Between 40 and 160 people are scheduled to work five-hour shifts each day through June 2, including on Memorial Day. It takes teams of two about three minutes to duplicate a ballot, according to Hall’s memo.

If Hall doesn’t meet the June 13 deadline, Fagan said she anticipates pursuing a court order to force the county to continue counting. The state constitution requires that every vote be counted and state law sets deadlines. 

Senior staff from the secretary of state’s office have been observing every day, and about a dozen employees helped with ballot processing over the weekend. More than 150 county employees from outside the elections office worked on processing election results, according to the county.

Hall’s mishandling has prompted calls for her resignation from a conservative talk show host, the editorial board of the state’s largest newspaper and various county residents. Fagan, who is also a Clackamas County resident, declined to weigh in on whether Hall should remain county clerk. 

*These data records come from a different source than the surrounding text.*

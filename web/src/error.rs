//! Error types for web handlers.
//!
//! This module defines the error type that bridges allocator failures and
//! malformed input to HTTP responses, implementing Axum's `IntoResponse` trait.
//!
//! Sold out is deliberately absent: it is an outcome of a valid request and
//! is rendered by the sell handler itself.

use axum::{
    Json,
    http::StatusCode,
    response::{IntoResponse, Response},
};
use serde::Serialize;
use std::fmt;
use ticket_core::AllocateError;

/// Application error type for web handlers.
///
/// # Examples
///
/// ```ignore
/// async fn handler(body: Bytes) -> Result<Json<Data>, AppError> {
///     let request: SellRequest = serde_json::from_slice(&body)
///         .map_err(|e| AppError::bad_request(format!("invalid body: {e}")))?;
///     Ok(Json(data))
/// }
/// ```
#[derive(Debug)]
pub struct AppError {
    /// HTTP status code
    status: StatusCode,
    /// Error message (user-facing)
    message: String,
    /// Error code (for client error handling)
    code: String,
    /// Internal error (for logging, not exposed to client)
    source: Option<anyhow::Error>,
}

impl AppError {
    /// Create a new application error.
    #[must_use]
    pub const fn new(status: StatusCode, message: String, code: String) -> Self {
        Self {
            status,
            message,
            code,
            source: None,
        }
    }

    /// Create a new error with a source error.
    #[must_use]
    pub fn with_source(mut self, source: anyhow::Error) -> Self {
        self.source = Some(source);
        self
    }

    /// Create a 400 Bad Request error.
    #[must_use]
    pub fn bad_request(message: impl Into<String>) -> Self {
        Self::new(
            StatusCode::BAD_REQUEST,
            message.into(),
            "BAD_REQUEST".to_string(),
        )
    }

    /// Create a 500 Internal Server Error.
    #[must_use]
    pub fn internal(message: impl Into<String>) -> Self {
        Self::new(
            StatusCode::INTERNAL_SERVER_ERROR,
            message.into(),
            "INTERNAL_SERVER_ERROR".to_string(),
        )
    }

    /// Create a 503 Service Unavailable error.
    #[must_use]
    pub fn unavailable(message: impl Into<String>) -> Self {
        Self::new(
            StatusCode::SERVICE_UNAVAILABLE,
            message.into(),
            "SERVICE_UNAVAILABLE".to_string(),
        )
    }

    /// HTTP status this error renders as.
    #[must_use]
    pub const fn status(&self) -> StatusCode {
        self.status
    }
}

impl fmt::Display for AppError {
    fn fmt(&self, f: &mut fmt::Formatter<'_>) -> fmt::Result {
        write!(f, "[{}] {}", self.code, self.message)
    }
}

impl std::error::Error for AppError {
    fn source(&self) -> Option<&(dyn std::error::Error + 'static)> {
        self.source
            .as_ref()
            .map(|e| e.as_ref() as &(dyn std::error::Error + 'static))
    }
}

/// Error response body (JSON).
#[derive(Debug, Serialize)]
struct ErrorResponse {
    /// Error code (for client error handling).
    code: String,
    /// Human-readable error message.
    message: String,
}

impl IntoResponse for AppError {
    fn into_response(self) -> Response {
        // Log internal errors
        if self.status.is_server_error() {
            if let Some(source) = &self.source {
                tracing::error!(
                    status = %self.status,
                    code = %self.code,
                    message = %self.message,
                    error = %source,
                    "Internal server error"
                );
            } else {
                tracing::error!(
                    status = %self.status,
                    code = %self.code,
                    message = %self.message,
                    "Internal server error"
                );
            }
        }

        let body = ErrorResponse {
            code: self.code,
            message: self.message,
        };

        (self.status, Json(body)).into_response()
    }
}

/// Store failures during allocation are internal errors; the cause is logged,
/// not returned. An unrepresentable hold is the caller's fault.
impl From<AllocateError> for AppError {
    fn from(err: AllocateError) -> Self {
        match err {
            AllocateError::HoldOutOfRange(_) => Self::bad_request(err.to_string()),
            AllocateError::Store(_) => {
                Self::internal("internal_error").with_source(anyhow::Error::new(err))
            }
        }
    }
}
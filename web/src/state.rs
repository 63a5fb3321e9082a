//! Application state for Axum handlers.

use std::sync::Arc;
use ticket_core::types::AllocationDefaults;
use ticket_core::{Allocator, TicketStore};

/// Application state shared across all HTTP handlers.
///
/// Cloned (cheaply, via `Arc`s inside the allocator) for each request.
#[derive(Clone)]
pub struct AppState {
    /// Allocator serving `POST /sell`
    pub allocator: Allocator,
    /// Defaults applied to incomplete sell requests
    pub defaults: Arc<AllocationDefaults>,
}

impl AppState {
    /// Create a new application state.
    #[must_use]
    pub fn new(allocator: Allocator, defaults: AllocationDefaults) -> Self {
        Self {
            allocator,
            defaults: Arc::new(defaults),
        }
    }

    /// The store behind the allocator (used by readiness checks).
    #[must_use]
    pub fn store(&self) -> &Arc<dyn TicketStore> {
        self.allocator.store()
    }
}
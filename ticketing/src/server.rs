//! HTTP server lifecycle.
//!
//! Runs the router from `ticket-web` until a shutdown future resolves, then
//! gives in-flight requests a bounded grace period.

use std::future::{Future, IntoFuture};
use std::sync::Arc;
use std::time::Duration;
use ticket_web::{AppState, build_router};
use tokio::net::TcpListener;
use tokio::signal;
use tokio::sync::Notify;
use tracing::{error, info, warn};

/// Serve `state` on `listener` until `shutdown` resolves.
///
/// After the shutdown future fires, the server stops accepting connections
/// and waits up to `grace` for in-flight requests before returning.
///
/// # Errors
///
/// Returns an error if the server fails while running.
pub async fn serve_until<F>(
    listener: TcpListener,
    state: AppState,
    shutdown: F,
    grace: Duration,
) -> anyhow::Result<()>
where
    F: Future<Output = ()>,
{
    let app = build_router(state);
    let stop = Arc::new(Notify::new());
    let graceful = {
        let stop = Arc::clone(&stop);
        async move { stop.notified().await }
    };

    if let Ok(addr) = listener.local_addr() {
        info!(%addr, "HTTP server listening");
    }

    let mut server = tokio::spawn(
        axum::serve(listener, app)
            .with_graceful_shutdown(graceful)
            .into_future(),
    );

    tokio::select! {
        joined = &mut server => {
            return Ok(joined??);
        }
        () = shutdown => {}
    }

    // notify_one stores a permit, so the signal is not lost if the server
    // has not polled its shutdown future yet.
    stop.notify_one();
    match tokio::time::timeout(grace, &mut server).await {
        Ok(joined) => {
            joined??;
            info!("HTTP server stopped");
        }
        Err(_) => {
            warn!(
                grace_secs = grace.as_secs(),
                "Shutdown grace period elapsed, aborting in-flight requests"
            );
            server.abort();
        }
    }
    Ok(())
}

/// Graceful shutdown signal handler.
///
/// Resolves on Ctrl+C, or SIGTERM on Unix.
pub async fn shutdown_signal() {
    let ctrl_c = async {
        if let Err(e) = signal::ctrl_c().await {
            error!(error = %e, "Failed to install Ctrl+C handler");
            std::future::pending::<()>().await;
        }
    };

    #[cfg(unix)]
    let terminate = async {
        match signal::unix::signal(signal::unix::SignalKind::terminate()) {
            Ok(mut sigterm) => {
                sigterm.recv().await;
            }
            Err(e) => {
                error!(error = %e, "Failed to install SIGTERM handler");
                std::future::pending::<()>().await;
            }
        }
    };

    #[cfg(not(unix))]
    let terminate = std::future::pending::<()>();

    tokio::select! {
        () = ctrl_c => {
            info!("Received Ctrl+C signal, shutting down gracefully...");
        },
        () = terminate => {
            info!("Received SIGTERM signal, shutting down gracefully...");
        },
    }
}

“My north star as secretary of state for the whole state is to land this plane, and right now the only person legally authorized to land this plane under Oregon law is the clerk,” Fagan said. “And so as long as she’s the clerk, I will continue to work directly with her to make sure that we get these election results to my office by the deadline of June 13.”

However, she said it’s possible that legislators could try to change how Clackamas County runs elections. Clackamas County is the third-largest county in the state and the largest with an independently elected county clerk. Both Multnomah and Washington counties have election directors appointed by county commissions. 

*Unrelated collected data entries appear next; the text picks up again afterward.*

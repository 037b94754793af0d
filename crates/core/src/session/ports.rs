//! Port interfaces for session handling
//!
//! These traits define the boundaries between the session logic and the
//! infrastructure that persists credentials, talks to the refresh endpoint,
//! and moves the UI to a signed-out view.

use async_trait::async_trait;
use marketlink_domain::{Result, StoredSession, TokenGrant};

/// Client-local persisted storage for the session
///
/// Last writer wins; callers do read-modify-write with [`load`] and
/// [`save`].
///
/// [`load`]: CredentialStore::load
/// [`save`]: CredentialStore::save
#[async_trait]
pub trait CredentialStore: Send + Sync {
    /// Current stored session; an empty session when nothing is stored
    async fn load(&self) -> Result<StoredSession>;

    /// Replace the stored session
    async fn save(&self, session: &StoredSession) -> Result<()>;

    /// Remove tokens and the cached user
    async fn clear(&self) -> Result<()>;
}

/// Exchanges a refresh token for new credentials
///
/// Implementations must not route through the session middleware: a 401
/// from the refresh endpoint is a refresh failure, never a reason to
/// refresh again.
#[async_trait]
pub trait TokenRefresher: Send + Sync {
    async fn refresh(&self, refresh_token: &str) -> Result<TokenGrant>;
}

/// Moves the client to an unauthenticated route
pub trait Navigator: Send + Sync {
    fn redirect(&self, route: &str);
}
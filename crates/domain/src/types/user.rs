//! Cached user record
//!
//! The backend returns the signed-in user alongside login tokens; the SDK
//! keeps a copy in client-local storage so the UI can render without a
//! round trip.

use serde::{Deserialize, Serialize};

use crate::impl_wire_name_conversions;

/// Account role on the marketplace
#[derive(Debug, Clone, Copy, PartialEq, Eq, Default, Serialize, Deserialize)]
#[serde(rename_all = "lowercase")]
pub enum UserRole {
    #[default]
    Client,
    Freelancer,
    Admin,
}

impl_wire_name_conversions!(UserRole {
    Client => "client",
    Freelancer => "freelancer",
    Admin => "admin",
});

/// User profile as cached alongside the session tokens
#[derive(Debug, Clone, PartialEq, Eq, Serialize, Deserialize)]
#[serde(rename_all = "camelCase")]
pub struct UserRecord {
    pub id: String,
    pub email: String,
    #[serde(default, skip_serializing_if = "Option::is_none")]
    pub name: Option<String>,
    #[serde(default)]
    pub role: UserRole,
    #[serde(default)]
    pub email_verified: bool,
    /// Fields the SDK does not interpret, kept so a round trip is lossless
    #[serde(flatten)]
    pub extra: serde_json::Map<String, serde_json::Value>,
}

impl UserRecord {
    #[must_use]
    pub fn is_admin(&self) -> bool {
        self.role == UserRole::Admin
    }
}

#[cfg(test)]
mod tests {
    use std::str::FromStr;

    use super::*;

    #[test]
    fn unknown_fields_survive_a_round_trip() {
        let raw = serde_json::json!({
            "id": "u-1",
            "email": "ada@example.com",
            "role": "freelancer",
            "emailVerified": true,
            "avatarUrl": "https://cdn.example.com/a.png"
        });

        let user: UserRecord = serde_json::from_value(raw.clone()).unwrap();
        assert_eq!(user.role, UserRole::Freelancer);
        assert!(user.email_verified);
        assert_eq!(user.extra["avatarUrl"], "https://cdn.example.com/a.png");

        assert_eq!(serde_json::to_value(&user).unwrap(), raw);
    }

    #[test]
    fn role_defaults_to_client() {
        let user: UserRecord =
            serde_json::from_str(r#"{ "id": "u-2", "email": "b@example.com" }"#).unwrap();

        assert_eq!(user.role, UserRole::Client);
        assert!(!user.is_admin());
    }

    #[test]
    fn role_parses_case_insensitively() {
        assert_eq!(UserRole::from_str("ADMIN").unwrap(), UserRole::Admin);
        assert_eq!(UserRole::Freelancer.to_string(), "freelancer");
    }
}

Because Hall is an independent elected official, neither Fagan nor the Clackamas County Commission could force her to accept help. Hall knew May 3 that a significant number of ballots would need to be copied by hand before they could be tallied by a machine, but she declined multiple offers of assistance until late last week. 

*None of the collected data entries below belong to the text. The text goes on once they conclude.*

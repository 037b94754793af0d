//! In-memory credential store

use async_trait::async_trait;
use marketlink_domain::{Result, StoredSession};
use parking_lot::RwLock;

use super::ports::CredentialStore;

/// Process-local [`CredentialStore`]; nothing survives a restart
#[derive(Debug, Default)]
pub struct MemoryCredentialStore {
    session: RwLock<StoredSession>,
}

impl MemoryCredentialStore {
    pub fn new() -> Self {
        Self::default()
    }

    /// Store pre-populated with `session`.
    pub fn with_session(session: StoredSession) -> Self {
        Self { session: RwLock::new(session) }
    }

    /// Synchronous view of the stored session, for assertions and diagnostics.
    pub fn snapshot(&self) -> StoredSession {
        self.session.read().clone()
    }
}

#[async_trait]
impl CredentialStore for MemoryCredentialStore {
    async fn load(&self) -> Result<StoredSession> {
        Ok(self.session.read().clone())
    }

    async fn save(&self, session: &StoredSession) -> Result<()> {
        *self.session.write() = session.clone();
        Ok(())
    }

    async fn clear(&self) -> Result<()> {
        *self.session.write() = StoredSession::default();
        Ok(())
    }
}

“I definitely think you’ll see the Legislature looking at whether this is the structure that works for such a large county,” Fagan said. 

A barcode printing error that made about two-thirds of the county’s ballots unreadable by machines has affected more Democratic ballots than Republican ballots, leaving voters in suspense over the outcome of a high-profile congressional race between Rep. Kurt Schrader, D-Oregon, and Jamie McLeod-Skinner.

McLeod-Skinner still leads Schrader, and ballots counted so far in Clackamas County haven’t shown the level of support he’d need to overtake her. But with tens of thousands of ballots left to count, Schrader has not conceded and McLeod-Skinner has not declared victory. 

Separately, the secretary of state’s office is investigating an election complaint filed by the McLeod-Skinner campaign alleging that Schrader’s campaign observer was able to enter an observation room an hour before the building opened and McLeod-Skinner’s observer was allowed in. 

Hall said during a press conference last week that she had no idea how the Schrader observer made it in. Surveillance footage released Tuesday by Clackamas County shows an election worker talking briefly with Schrader’s observer, then speaking with Hall in a lobby before opening the outside door and letting the man into an observation room. Fagan said she saw the footage minutes before speaking with reporters and was frustrated and disappointed. 

“It’s absolutely outrageous to stand in front of the public and to say one thing and then to have a video showing something very different,” she said. “So I’m incredibly frustrated, and incredibly disappointed, and I find it outrageous that the facts came out and it looks to be contradictory of what she said to the public during the press availability just late last week.”